効果が出やすい企業にはどんな共通点がありますか
成功している企業さんには3つの共通点があります。1つめは「複合的な施策設計」です。単一用途、たとえばスタンプラリーだけで終わらせずに、たとえばスタンプラリー+クーポン+SNS連携を組み合わせていただくと、統合基盤としてのメリットが最大化できます。2つめは「ユーザーのハードルを徹底的に排除すること」です。MintMonsterではウォレット作成を意識させないUI/UXを設計していまして、NFTという言葉を「デジタルクーポン」や「参加証」といった日常的な言葉に置き換えることで、ITリテラシーを問わず誰もが参加できるように設計しています。実際に60代以上の方にもご利用いただいた実績があります。3つめは「企業側のメリットを主軸に置いて企画すること」です。ユーザー体験に加えて、企画の根幹に「開発・運用コスト削減」「データの一元管理」といった明確な企業メリットを据えていただくと、継続的な投資判断の拠り所になります。
初めてNFTに取り組む企業でも、伴走していただけるのでしょうか
むしろ初めてNFTの企画に取り組まれる企業様がほとんどです。課題ヒアリングと企画検討から始まり、企画提案、イメージ具体化、見積もりのご提示、クロージングと契約まで、伴走しています。特に大事にしているのがイメージ具体化のところで、ここで「なぜNFTなのか?」をきちんと説明できる資料をご用意します。社内稟議を通すために必要な情報がそろっていないと、結局プロジェクトは前に進みませんので、そこを私たちがしっかり支えるようにしています。

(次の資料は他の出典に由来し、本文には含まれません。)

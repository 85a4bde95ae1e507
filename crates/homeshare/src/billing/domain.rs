use std::fmt;

use chrono::{DateTime, Utc};
use serde::{Deserialize, Serialize};

use crate::accounts::domain::{UserId, UserRole};

/// Identifier wrapper for purchasable packages, e.g. `user_weekly`.
#[derive(Debug, Clone, PartialEq, Eq, Hash, Serialize, Deserialize)]
pub struct PackageId(pub String);

impl fmt::Display for PackageId {
    fn fmt(&self, f: &mut fmt::Formatter<'_>) -> fmt::Result {
        f.write_str(&self.0)
    }
}

/// Which audience a package is sold to.
#[derive(Debug, Clone, Copy, PartialEq, Eq, Serialize, Deserialize)]
#[serde(rename_all = "snake_case")]
pub enum PackageTier {
    User,
    Sale,
}

impl PackageTier {
    pub const fn label(self) -> &'static str {
        match self {
            Self::User => "Member",
            Self::Sale => "Sales Agent",
        }
    }

    /// Managers can buy from either tier; guests from none.
    pub const fn available_to(self, role: UserRole) -> bool {
        match (self, role) {
            (_, UserRole::Manager) => true,
            (Self::User, UserRole::User) => true,
            (Self::Sale, UserRole::Sale) => true,
            _ => false,
        }
    }
}

/// A purchasable bundle granting post credits over a duration.
#[derive(Debug, Clone, PartialEq, Eq, Serialize, Deserialize)]
pub struct Package {
    pub id: PackageId,
    pub name: String,
    pub tier: PackageTier,
    /// Price in VND.
    pub price: u64,
    /// Post credits granted on settlement.
    pub credits: u32,
    pub duration_days: u32,
}

/// The fixed package lineup sold by the marketplace.
#[derive(Debug, Clone)]
pub struct PackageCatalog {
    packages: Vec<Package>,
}

impl PackageCatalog {
    pub fn standard() -> Self {
        let entry = |id: &str, name: &str, tier, price, credits, duration_days| Package {
            id: PackageId(id.to_string()),
            name: name.to_string(),
            tier,
            price,
            credits,
            duration_days,
        };

        Self {
            packages: vec![
                entry("user_daily", "Daily package", PackageTier::User, 7_000, 1, 1),
                entry("user_weekly", "Weekly package", PackageTier::User, 100_000, 7, 7),
                entry("user_monthly", "Monthly package", PackageTier::User, 400_000, 30, 30),
                entry("sale_basic", "Basic package", PackageTier::Sale, 149_000, 10, 30),
                entry("sale_standard", "Standard package", PackageTier::Sale, 299_000, 20, 30),
                entry("sale_premium", "Premium package", PackageTier::Sale, 499_000, 60, 30),
            ],
        }
    }

    pub fn all(&self) -> &[Package] {
        &self.packages
    }

    pub fn find(&self, id: &PackageId) -> Option<&Package> {
        self.packages.iter().find(|package| &package.id == id)
    }

    /// Packages visible to a role, in catalog order.
    pub fn for_role(&self, role: UserRole) -> Vec<Package> {
        self.packages
            .iter()
            .filter(|package| package.tier.available_to(role))
            .cloned()
            .collect()
    }
}

/// Payment channel chosen at checkout. The gateway behind it is simulated.
#[derive(Debug, Clone, Copy, PartialEq, Eq, Serialize, Deserialize)]
#[serde(rename_all = "snake_case")]
pub enum PaymentMethod {
    Momo,
    #[serde(rename = "zalopay")]
    ZaloPay,
    BankTransfer,
    Card,
}

impl PaymentMethod {
    pub fn from_param(raw: &str) -> Option<Self> {
        match raw.trim().to_ascii_lowercase().as_str() {
            "momo" => Some(Self::Momo),
            "zalopay" => Some(Self::ZaloPay),
            "bank_transfer" | "banking" => Some(Self::BankTransfer),
            "card" => Some(Self::Card),
            _ => None,
        }
    }

    pub const fn label(self) -> &'static str {
        match self {
            Self::Momo => "MoMo wallet",
            Self::ZaloPay => "ZaloPay wallet",
            Self::BankTransfer => "Bank transfer",
            Self::Card => "Credit/debit card",
        }
    }
}

#[derive(Debug, Clone, Copy, PartialEq, Eq, Serialize, Deserialize)]
#[serde(rename_all = "snake_case")]
pub enum OrderStatus {
    Pending,
    Completed,
    Failed,
}

impl OrderStatus {
    pub const fn label(self) -> &'static str {
        match self {
            Self::Pending => "Pending",
            Self::Completed => "Completed",
            Self::Failed => "Failed",
        }
    }
}

/// Identifier wrapper for purchase orders.
#[derive(Debug, Clone, PartialEq, Eq, Hash, Serialize, Deserialize)]
pub struct OrderId(pub String);

impl fmt::Display for OrderId {
    fn fmt(&self, f: &mut fmt::Formatter<'_>) -> fmt::Result {
        f.write_str(&self.0)
    }
}

/// One purchase attempt. The package is snapshotted at checkout so later
/// catalog edits never rewrite past orders.
#[derive(Debug, Clone, PartialEq, Eq, Serialize, Deserialize)]
pub struct Order {
    pub id: OrderId,
    pub user_id: UserId,
    pub package: Package,
    pub status: OrderStatus,
    pub payment_method: PaymentMethod,
    pub created_at: DateTime<Utc>,
    #[serde(skip_serializing_if = "Option::is_none")]
    pub completed_at: Option<DateTime<Utc>>,
}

導入を検討される企業様から、よくいただくご質問にはどのようなものがありますか
よくいただくご質問は大きく3つあります。1つめは「その施策、既存技術でもできませんか?」というものです。これに対しては拡張性とコストの観点からお答えしていまして、単発施策であれば既存技術でも実現可能ですが、将来的に複数施策を追加する場合、既存技術だとその都度別ベンダーの利用や追加開発が必要になります。統合基盤となりうるNFTであれば、一度導入すれば様々な施策を追加可能ですよ、とお伝えしています。2つめは「ウォレット作成など、難しくて幅広い年代に対応できないのでは?」というご不安です。弊社の場合はメールアドレスやSNSアカウントだけでウォレットが自動生成され、ユーザーはウォレットの存在を意識せずに、従来ある予約システムで予約が可能な方には皆様ご参加いただけるとご説明しています。3つめは「そもそもNFTという言葉が怪しい印象を与えるのでは?」というものです。これはおっしゃる通り課題でして、顧客視点の言葉に変換することを徹底しています。実際にヒステリックグラマーさんの事例では「デジタルスタンプ」のように、価値が直感的に伝わる言葉でプロモーションしていただいております。。
プランを選ぶ際の判断軸を教えてください
3つの軸で判断していただくのがおすすめです。1つめは【目的】で、一時的な大量配布か継続的な顧客接点か。2つめは【施策の拡張性】で、LINEなどに閉じた設計か拡張性の高い設計か。3つめは【予算】で、すでに予算があり個別開発の費用が払える状態か、PoC段階でこれから予算を取りに行く状態か。私たちとマッチするのは「顧客接点を目的とし、拡張性の高い施策設計を希望されていて、PoC段階でこれから予算を取りにいく」というお客様です。料金体系としては、マーケティングパッケージ・地方創生パッケージ・インナーマーケティングパッケージが年間150万円から、イベントマーケティングパッケージが月額70万円からと、明朗会計で提示していますので、検討もしやすいと思います。
今後の展望についてお聞かせください
クリエイティブ・コンサルティングを強みとする当社=アツラエと、モバイル開発・クラウド開発・DX推進・EC構築を担うJMASがグループとして連携しながら事業を展開しています。これによってAI・生成AI・IoT・ウェアラブルなど幅広い技術領域との掛け合わせも可能になりました。NFTを起点に、お客様の事業成長そのものに伴走できる体制をさらに強化していきたいと考えています。NFTをコスト削減とデータ一元管理の基盤として当たり前に使っていただける世界を、業界全体で作っていきたいと考えています。
まとめ・編集部コメント
MintMonsterが他社のNFTサービスと決定的に異なるのは、NFTを「唯一無二のデジタル資産」としてではなく「複数マーケティング施策をひとつに束ねる統合基盤」として位置づけている点です。従来の「つぎはぎ運用」で積み上がっていた開発・運用コストを、年間120万円規模の統合基盤に置き換えられるというビフォーアフターは、DX推進やマーケティング責任者にとって見逃せない論点でしょう。様々な導入実績は、デジタル・イベント・インナーの各マーケ領域で「統合基盤としてのNFT」が有効に機能することを示しています。NFTをはじめとするWeb3の技術を新規事業やマーケティングで活用したい企業にとって、MintMonsterは最初に話を聞くべきサービスの一つです。